**The input:**

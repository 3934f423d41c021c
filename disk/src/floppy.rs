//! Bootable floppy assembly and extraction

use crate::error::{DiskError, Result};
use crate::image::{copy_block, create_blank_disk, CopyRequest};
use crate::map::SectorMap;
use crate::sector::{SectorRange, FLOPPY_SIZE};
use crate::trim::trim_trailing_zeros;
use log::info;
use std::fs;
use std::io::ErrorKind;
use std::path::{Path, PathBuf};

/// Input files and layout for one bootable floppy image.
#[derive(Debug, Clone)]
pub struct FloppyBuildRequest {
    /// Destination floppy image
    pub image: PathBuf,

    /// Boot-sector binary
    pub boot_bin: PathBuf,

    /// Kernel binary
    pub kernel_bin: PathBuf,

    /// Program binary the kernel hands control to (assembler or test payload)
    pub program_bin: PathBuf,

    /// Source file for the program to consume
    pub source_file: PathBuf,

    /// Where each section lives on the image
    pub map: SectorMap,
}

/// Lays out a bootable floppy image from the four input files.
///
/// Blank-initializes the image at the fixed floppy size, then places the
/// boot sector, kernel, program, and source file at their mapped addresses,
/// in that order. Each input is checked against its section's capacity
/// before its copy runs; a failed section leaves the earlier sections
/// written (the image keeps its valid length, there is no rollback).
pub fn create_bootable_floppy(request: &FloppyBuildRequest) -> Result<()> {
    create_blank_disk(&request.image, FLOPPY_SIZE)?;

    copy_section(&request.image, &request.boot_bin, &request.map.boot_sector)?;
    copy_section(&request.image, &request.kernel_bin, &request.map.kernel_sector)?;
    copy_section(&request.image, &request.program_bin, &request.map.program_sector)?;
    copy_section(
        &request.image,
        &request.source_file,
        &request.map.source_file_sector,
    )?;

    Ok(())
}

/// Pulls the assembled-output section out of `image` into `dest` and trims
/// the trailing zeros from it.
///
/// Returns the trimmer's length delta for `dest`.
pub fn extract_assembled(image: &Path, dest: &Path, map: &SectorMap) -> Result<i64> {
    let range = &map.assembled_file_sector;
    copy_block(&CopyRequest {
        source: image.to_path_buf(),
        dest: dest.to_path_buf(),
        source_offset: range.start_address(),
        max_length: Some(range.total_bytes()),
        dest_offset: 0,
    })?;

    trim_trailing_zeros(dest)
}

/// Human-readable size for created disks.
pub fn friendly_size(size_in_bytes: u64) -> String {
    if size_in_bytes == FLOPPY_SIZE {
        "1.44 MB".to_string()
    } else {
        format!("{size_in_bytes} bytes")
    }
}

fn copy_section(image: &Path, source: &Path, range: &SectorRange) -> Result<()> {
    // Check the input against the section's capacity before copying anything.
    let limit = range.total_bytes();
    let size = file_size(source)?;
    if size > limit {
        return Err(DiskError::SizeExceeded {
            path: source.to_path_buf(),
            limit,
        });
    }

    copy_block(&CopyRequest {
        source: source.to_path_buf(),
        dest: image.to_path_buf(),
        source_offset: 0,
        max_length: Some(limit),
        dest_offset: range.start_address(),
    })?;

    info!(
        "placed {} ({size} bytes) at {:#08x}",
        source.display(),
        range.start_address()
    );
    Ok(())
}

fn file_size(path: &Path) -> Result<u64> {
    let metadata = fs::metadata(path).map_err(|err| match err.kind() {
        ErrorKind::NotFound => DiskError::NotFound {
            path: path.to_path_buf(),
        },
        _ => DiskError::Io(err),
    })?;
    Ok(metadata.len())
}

**Try it:** Using the data above, reproduce every line exactly.

**Completed task:**
repository 3934f423d41c021c
filename disk/src/floppy.rs
//! Bootable floppy assembly and extraction

use crate::error::{DiskError, Result};
use crate::image::{copy_block, create_blank_disk, CopyRequest};
use crate::map::SectorMap;
use crate::sector::{SectorRange, FLOPPY_SIZE};
use crate::trim::trim_trailing_zeros;
use log::info;
use std::fs;
use std::io::ErrorKind;
use std::path::{Path, PathBuf};

/// Input files and layout for one bootable floppy image.
#[derive(Debug, Clone)]
pub struct FloppyBuildRequest {
    /// Destination floppy image
    pub image: PathBuf,

    /// Boot-sector binary
    pub boot_bin: PathBuf,

    /// Kernel binary
    pub kernel_bin: PathBuf,

    /// Program binary the kernel hands control to (assembler or test payload)
    pub program_bin: PathBuf,

    /// Source file for the program to consume
    pub source_file: PathBuf,

    /// Where each section lives on the image
    pub map: SectorMap,
}

/// Lays out a bootable floppy image from the four input files.
///
/// Blank-initializes the image at the fixed floppy size, then places the
/// boot sector, kernel, program, and source file at their mapped addresses,
/// in that order. Each input is checked against its section's capacity
/// before its copy runs; a failed section leaves the earlier sections
/// written (the image keeps its valid length, there is no rollback).
pub fn create_bootable_floppy(request: &FloppyBuildRequest) -> Result<()> {
    create_blank_disk(&request.image, FLOPPY_SIZE)?;

    copy_section(&request.image, &request.boot_bin, &request.map.boot_sector)?;
    copy_section(&request.image, &request.kernel_bin, &request.map.kernel_sector)?;
    copy_section(&request.image, &request.program_bin, &request.map.program_sector)?;
    copy_section(
        &request.image,
        &request.source_file,
        &request.map.source_file_sector,
    )?;

    Ok(())
}

/// Pulls the assembled-output section out of `image` into `dest` and trims
/// the trailing zeros from it.
///
/// Returns the trimmer's length delta for `dest`.
pub fn extract_assembled(image: &Path, dest: &Path, map: &SectorMap) -> Result<i64> {
    let range = &map.assembled_file_sector;
    copy_block(&CopyRequest {
        source: image.to_path_buf(),
        dest: dest.to_path_buf(),
        source_offset: range.start_address(),
        max_length: Some(range.total_bytes()),
        dest_offset: 0,
    })?;

    trim_trailing_zeros(dest)
}

/// Human-readable size for created disks.
pub fn friendly_size(size_in_bytes: u64) -> String {
    if size_in_bytes == FLOPPY_SIZE {
        "1.44 MB".to_string()
    } else {
        format!("{size_in_bytes} bytes")
    }
}

fn copy_section(image: &Path, source: &Path, range: &SectorRange) -> Result<()> {
    // Check the input against the section's capacity before copying anything.
    let limit = range.total_bytes();
    let size = file_size(source)?;
    if size > limit {
        return Err(DiskError::SizeExceeded {
            path: source.to_path_buf(),
            limit,
        });
    }

    copy_block(&CopyRequest {
        source: source.to_path_buf(),
        dest: image.to_path_buf(),
        source_offset: 0,
        max_length: Some(limit),
        dest_offset: range.start_address(),
    })?;

    info!(
        "placed {} ({size} bytes) at {:#08x}",
        source.display(),
        range.start_address()
    );
    Ok(())
}

fn file_size(path: &Path) -> Result<u64> {
    let metadata = fs::metadata(path).map_err(|err| match err.kind() {
        ErrorKind::NotFound => DiskError::NotFound {
            path: path.to_path_buf(),
        },
        _ => DiskError::Io(err),
    })?;
    Ok(metadata.len())
}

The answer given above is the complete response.